Peter Alexander peter.alexander.au at gmail.com
Sun Oct 3 23:56:01 PDT 2010


== Quote from Walter Bright (newshound2 at digitalmars.com)'s article
> This can be defined instead as:
> alias reduce!"a+b" sum;

But then you have to write:

    sum(sequence, 0)

which is very unintuitive.

Haskell has foldl1 and foldr1 in addition to foldl and foldr, which partially take care of this issue (by
assuming a non-zero length list), but this is not ideal as it's perfectly reasonable to expect a sum of a
zero-length range of integers to be 0.

In an ideal world, we would be able to define reduce something like:

auto reduce(alias Func, Range)(Range range, ElementType!Range init = Identity!(Func,
ElementType!Range))

where

Identity!("a+b", int) = 0
Identity!("a*b", int) = 1
Identity!("a~b", char[]) = "";
etc.

However, what if people wrote reduce!((a, b) { return a+b; })(...) instead?
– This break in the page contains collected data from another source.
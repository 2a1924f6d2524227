use thiserror::Error;

/// Error types for PubMed retrieval and extraction
#[derive(Error, Debug)]
pub enum PubMedError {
    /// HTTP request failed
    #[error("HTTP request failed: {0}")]
    RequestError(#[from] reqwest::Error),

    /// JSON parsing failed
    #[error("JSON parsing failed: {0}")]
    JsonError(#[from] serde_json::Error),

    /// Non-success response from the E-utilities API
    #[error("API error {status}: {message}")]
    ApiError { status: u16, message: String },

    /// XML parsing failed
    #[error("XML parsing error: {message}")]
    XmlParseError { message: String },

    /// Article record is missing a structurally required field
    #[error("article is missing required field: {field}")]
    MissingField { field: &'static str },

    /// IO error for file operations
    #[error("IO error: {0}")]
    IoError(#[from] std::io::Error),

    /// CSV serialization failed
    #[error("CSV write failed: {0}")]
    CsvError(#[from] csv::Error),
}

pub type Result<T> = std::result::Result<T, PubMedError>;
There's no way you could
easily relate the two; you would have to try and equate the expression trees of the functions, which I
imagine would be no easy task, and even then you have to figure out a common syntax for Identity...

Actually, I'm now curious as to how Andrei plans on adding sum to the standard library in a way that
supports all summable types. Simply using 0 as the initialiser is incorrect, as it won't work for vectors
or matrices, and requiring the user to specify the 0 (for ints) seems unacceptable in my opinion.